# 4 satelliten, 1 subwoofer auch ohne DS5.1 ?



## Transmitter (4. Februar 2003)

Hi!

ich hab mal ne frage .. 

für mich rentiert sich ne DS5.1 anschaffung eigentlich nicht .. trotzdem hätte ich gerne einen "psydo - 3D effekt" .. 

rentiert es sich, wenn ich dann einfach 2 satelliten paralell hänge und in der raumaufteilung die dinger in alle 4 ecken hänge, und den subwoofer unter den tv?

ich würde gerne ab und an mal ein wenig musik hören, und dann halt mal hier und da nen film .. aber extra ne 5.1 karte rentiert sich dafür nicht .. kommt trotzdem ein räumlicher effekt rüber, wenn ich 4 satelliten nehme?

wie ist denn dieses set:
http://www6.alternate.de/html/nodes_info/kvzk18.html
ist das für 5.1 ?
weil bei dem kleineren set:
http://www6.alternate.de/html/nodes_info/kvzk15.html
steht irgendwas von: 3,5mm Klinke-Y-Adapter, 3,5mm Klinke auf 2x Cinch Adapter dabei .. schickt dann eine normale soundkarte? oder brauch ich da trotzdem was besonderes?

kann mir da wer helfen?
thx schon mal
cu - transmitter


----------



## eViLaSh (4. Februar 2003)

wo willst du die dinger denn bitte anschliessen ?!

an der sounkarte oder an einer anlage ?!?!

oder wie ?

das mit dem parallel ginge schon, aber du brauchst eben auch die entsprechenden anschlüsse dafür.


----------



## Transmitter (4. Februar 2003)

naja .. ich dachte mit diesen Y-Weichen würde das irgendwie funktionieren .. 

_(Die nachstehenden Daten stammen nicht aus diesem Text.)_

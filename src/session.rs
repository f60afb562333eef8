//! Top-level session state.
//!
//! [`Session`] owns everything that lives for one app session: the memory
//! store, the suggestion list, the selected city, and the map region. Each
//! is exposed as a `watch::Receiver`, so the presentation layer re-renders on
//! change while all writes go through the single `watch::Sender` that owns the
//! value. Nothing here is persisted.
//!
//! The selected city does double duty: it is the default place name for the
//! next capture and the active filter for the memory list and the map. The
//! region is refit from the filtered memories whenever the store or the
//! filter changes; with nothing to show it keeps its previous value.

use std::sync::Arc;

use tokio::sync::watch;
use tokio::task::JoinHandle;
use tracing::debug;

use crate::capture::{CaptureDraft, CaptureFlow, PhotoSource};
use crate::config::ViewportConfig;
use crate::error::CaptureError;
use crate::geo::{Region, ViewportFitter};
use crate::geocode::Geocoder;
use crate::memory::{Memory, MemoryStore};
use crate::search::CityAutocomplete;
use crate::services::Services;

pub struct Session {
    autocomplete: CityAutocomplete,
    capture: CaptureFlow,
    fitter: ViewportFitter,
    memories: Arc<watch::Sender<MemoryStore>>,
    selected_city: watch::Sender<Option<String>>,
    region: watch::Sender<Region>,
}

impl Session {
    pub fn new(services: Services, viewport: &ViewportConfig) -> Self {
        let fitter = ViewportFitter::new(viewport);
        let (memories, _) = watch::channel(MemoryStore::new());
        let memories = Arc::new(memories);
        let (selected_city, _) = watch::channel(None);
        let (region, _) = watch::channel(fitter.default_region());

        let geocoder = Geocoder::new(services.geocoding);
        Self {
            autocomplete: CityAutocomplete::new(services.search),
            capture: CaptureFlow::new(geocoder, Arc::clone(&memories)),
            fitter,
            memories,
            selected_city,
            region,
        }
    }

    pub fn search_results(&self) -> watch::Receiver<Vec<String>> {
        self.autocomplete.subscribe()
    }

    pub fn memories(&self) -> watch::Receiver<MemoryStore> {
        self.memories.subscribe()
    }

    pub fn region(&self) -> watch::Receiver<Region> {
        self.region.subscribe()
    }

    pub fn selected_city(&self) -> watch::Receiver<Option<String>> {
        self.selected_city.subscribe()
    }

    pub fn current_region(&self) -> Region {
        *self.region.borrow()
    }

    /// Forward a keystroke in the city search box. See [`CityAutocomplete::set_query`].
    pub fn set_query(&self, fragment: &str) -> Option<JoinHandle<()>> {
        self.autocomplete.set_query(fragment)
    }

    /// Confirm a suggestion: it becomes the selected city (list filter and
    /// default capture name), the search box is cleared, and the map refits.
    pub fn select_city(&self, title: &str) {
        self.selected_city.send_replace(Some(title.to_string()));
        self.autocomplete.set_query("");
        self.refit_region();
    }

    /// Drop the filter and show every memory again.
    pub fn clear_selection(&self) {
        if self.selected_city.send_replace(None).is_some() {
            self.refit_region();
        }
    }

    /// Memories passing the current filter, in capture order.
    pub fn visible_memories(&self) -> Vec<Memory> {
        let city = self.selected_city.borrow().clone();
        let memories = self.memories.borrow();
        memories
            .filter_by_location(city.as_deref())
            .cloned()
            .collect()
    }

    pub fn is_capturing(&self) -> bool {
        self.capture.is_busy()
    }

    /// Start a capture. The draft's place name is prefilled with the selected city.
    pub async fn begin_capture(
        &self,
        source: &dyn PhotoSource,
    ) -> Result<CaptureDraft, CaptureError> {
        let mut draft = self.capture.begin(source).await?;
        let city = self.selected_city.borrow().clone();
        if let Some(city) = city {
            draft.set_location_name(city);
        }
        Ok(draft)
    }

    /// Save a draft and refit the map around the result.
    pub async fn save_capture(&self, draft: &mut CaptureDraft) -> Result<Memory, CaptureError> {
        let memory = draft.save().await?;
        self.refit_region();
        Ok(memory)
    }

    /// Refit the region around the visible memories. Returns `false` and
    /// leaves the region alone when no memory is visible.
    pub fn refit_region(&self) -> bool {
        let city = self.selected_city.borrow().clone();
        let points = self.memories.borrow().coordinates(city.as_deref());
        let fitted = self
            .region
            .send_if_modified(|region| self.fitter.fit_into(region, &points));
        debug!(points = points.len(), fitted, "region refit");
        fitted
    }
}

ich will das schon direkt an die sounkarte hängen .. und bei den sets mit subwoofer und 2 satelliten sind ja auch noch mal ausgänge in dem subwoofer.


----------



## eViLaSh (5. Februar 2003)

d.h. du hast nur einen ausgang an der soundkarte, welcher ja nur ein stereo signal liefert. da willst du dann deine 5-boxen ranhängen ?!

hm weiss ned ob das so gut klappt...

vor allem beim subwoofer bekommst du dann keine klangqualität, da er praktisch auch "nur" als Box dient !

also ich würde dir raten schon ne 5.1 karte zu holen, gibts ja mittlerweilen auch ganz billige, da kannst du dann alles ranhängen, und es sollte dann auch gut klingen


----------



## Transmitter (5. Februar 2003)

.. hmm .. und wie hört es sich dann an, wenn ich da normale mp3´s höre?

kommen die dann auch aus allen 5 boxen?


----------



## eViLaSh (5. Februar 2003)

wenn die soundkarte prologic hat oder prologic 2 wird der sound von stereo auf alle boxen gelegt. 

bei den meisten kannst du ja dann auch von dolby 5.1 auf stereo umschalten.


----------



## Iwein (5. Februar 2003)

Dazu hätte ich auch mal ne Frage: Ich hab Audigy Player von Creative. Der unterstützt nur 5.1 Ich hab aber ein 6.1 Boxensystem. Kann man das so regeln, dass trotzdem alle 5 Boxen gehen?


----------



## eViLaSh (6. Februar 2003)

hast du die boxen direkt an der soundkarte ?

wenn ja, geht es glaube ich ned bzw. bringt dir das nichts.


----------



## Iwein (6. Februar 2003)

Die Boxen hängen erst am Sub, der geht dann in die Soundkarte und zwar mit 3 Anschlüssen.


----------